▶ Exercise
Copy out every line holding the string "deduction" from the records below.

▶ Exercise material

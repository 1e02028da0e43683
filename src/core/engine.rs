use super::numeric::{EPSILON, finite_or_zero, non_negative};
use super::reconciler::FitOutReconciler;
use super::types::{FitOutInput, LeaseParameters, LeaseResult, NerDeltas, NerTiers, WaterfallStep};

pub fn compute_gross_area(net_area: f64, add_on_percent: f64) -> f64 {
    finite_or_zero(net_area * (1.0 + add_on_percent / 100.0))
}

/// Rent-free months shorten the billed duration; a rent-free period longer
/// than the term bills nothing rather than going negative.
pub fn months_billed(lease_term_months: f64, rent_free_months: f64) -> f64 {
    (lease_term_months - rent_free_months).max(0.0)
}

pub fn compute_gross_rent(
    headline_rent: f64,
    gross_area: f64,
    lease_term_months: f64,
    rent_free_months: f64,
) -> f64 {
    let billed = months_billed(lease_term_months, rent_free_months);
    finite_or_zero(headline_rent * gross_area * billed)
}

/// Agent fees are a number of months of full headline rent on the gross area.
pub fn compute_agent_fees(agent_fee_months: f64, headline_rent: f64, gross_area: f64) -> f64 {
    finite_or_zero(agent_fee_months * headline_rent * gross_area)
}

/// Each tier deducts one more cost category from the previous numerator, in
/// the fixed order fit-out, agent fees, unforeseen costs. All tiers share the
/// same denominator (full term over gross area). A degenerate or overflowing
/// computation yields all-zero tiers.
pub fn compute_ner_tiers(
    gross_rent: f64,
    total_fit_out_cost: f64,
    agent_fees: f64,
    unforeseen_costs: f64,
    lease_term_months: f64,
    gross_area: f64,
) -> NerTiers {
    let zero = NerTiers {
        ner1: 0.0,
        ner2: 0.0,
        ner3: 0.0,
        ner4: 0.0,
    };
    let area_months = lease_term_months * gross_area;
    if !area_months.is_finite() || area_months < EPSILON {
        return zero;
    }

    let after_fit_out = gross_rent - total_fit_out_cost;
    let after_agent_fees = after_fit_out - agent_fees;
    let after_unforeseen = after_agent_fees - unforeseen_costs;
    let tiers = NerTiers {
        ner1: gross_rent / area_months,
        ner2: after_fit_out / area_months,
        ner3: after_agent_fees / area_months,
        ner4: after_unforeseen / area_months,
    };
    let all_finite = [tiers.ner1, tiers.ner2, tiers.ner3, tiers.ner4]
        .iter()
        .all(|v| v.is_finite());
    if all_finite { tiers } else { zero }
}

/// Percentage by which `tier_value` sits below `headline_rent`. Negative when
/// the tier exceeds headline.
pub fn compute_delta(tier_value: f64, headline_rent: f64) -> f64 {
    if headline_rent > 0.0 {
        (headline_rent - tier_value) / headline_rent * 100.0
    } else {
        0.0
    }
}

pub fn compute_lease(params: &LeaseParameters, total_fit_out_cost: f64) -> LeaseResult {
    let params = params.normalized();
    let total_fit_out_cost = non_negative(total_fit_out_cost);

    let gross_area = compute_gross_area(params.net_area, params.add_on_percent);
    let billed = months_billed(params.lease_term_months, params.rent_free_months);
    let gross_rent_due = compute_gross_rent(
        params.headline_rent,
        gross_area,
        params.lease_term_months,
        params.rent_free_months,
    );
    let agent_fee_cost =
        compute_agent_fees(params.agent_fee_months, params.headline_rent, gross_area);
    let tiers = compute_ner_tiers(
        gross_rent_due,
        total_fit_out_cost,
        agent_fee_cost,
        params.unforeseen_costs,
        params.lease_term_months,
        gross_area,
    );
    let deltas = NerDeltas {
        delta1: compute_delta(tiers.ner1, params.headline_rent),
        delta2: compute_delta(tiers.ner2, params.headline_rent),
        delta3: compute_delta(tiers.ner3, params.headline_rent),
        delta4: compute_delta(tiers.ner4, params.headline_rent),
    };

    LeaseResult {
        gross_area,
        months_billed: billed,
        gross_rent_due,
        total_fit_out_cost,
        agent_fee_cost,
        unforeseen_costs: params.unforeseen_costs,
        tiers,
        deltas,
    }
}

/// Reconciles the fit-out entry against the parameters' areas, then runs the
/// full computation. Returns the result together with the reconciled fit-out
/// fields for display.
pub fn evaluate(params: &LeaseParameters, fit_out: FitOutInput) -> (LeaseResult, FitOutInput) {
    let mut reconciler = FitOutReconciler::new(fit_out);
    evaluate_with(params, &mut reconciler)
}

/// Same as [`evaluate`] but drives a caller-owned reconciler, so a focus
/// marker set by the input layer is honoured.
pub fn evaluate_with(
    params: &LeaseParameters,
    reconciler: &mut FitOutReconciler,
) -> (LeaseResult, FitOutInput) {
    let params = params.normalized();
    let gross_area = compute_gross_area(params.net_area, params.add_on_percent);
    reconciler.on_area_changed(params.net_area, gross_area);
    let result = compute_lease(&params, reconciler.resolve_total_fit_out_cost());
    (result, reconciler.snapshot())
}

pub fn waterfall(result: &LeaseResult, headline_rent: f64) -> Vec<WaterfallStep> {
    let headline_rent = non_negative(headline_rent);
    let tiers = &result.tiers;
    vec![
        WaterfallStep {
            label: "headline-rent",
            deduction: 0.0,
            ner: headline_rent,
        },
        WaterfallStep {
            label: "rent-free",
            deduction: headline_rent - tiers.ner1,
            ner: tiers.ner1,
        },
        WaterfallStep {
            label: "fit-out",
            deduction: tiers.ner1 - tiers.ner2,
            ner: tiers.ner2,
        },
        WaterfallStep {
            label: "agent-fees",
            deduction: tiers.ner2 - tiers.ner3,
            ner: tiers.ner3,
        },
        WaterfallStep {
            label: "unforeseen-costs",
            deduction: tiers.ner3 - tiers.ner4,
            ner: tiers.ner4,
        },
    ]
}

▶ Expected output
            deduction: 0.0,
            deduction: headline_rent - tiers.ner1,
            deduction: tiers.ner1 - tiers.ner2,
            deduction: tiers.ner2 - tiers.ner3,
            deduction: tiers.ner3 - tiers.ner4,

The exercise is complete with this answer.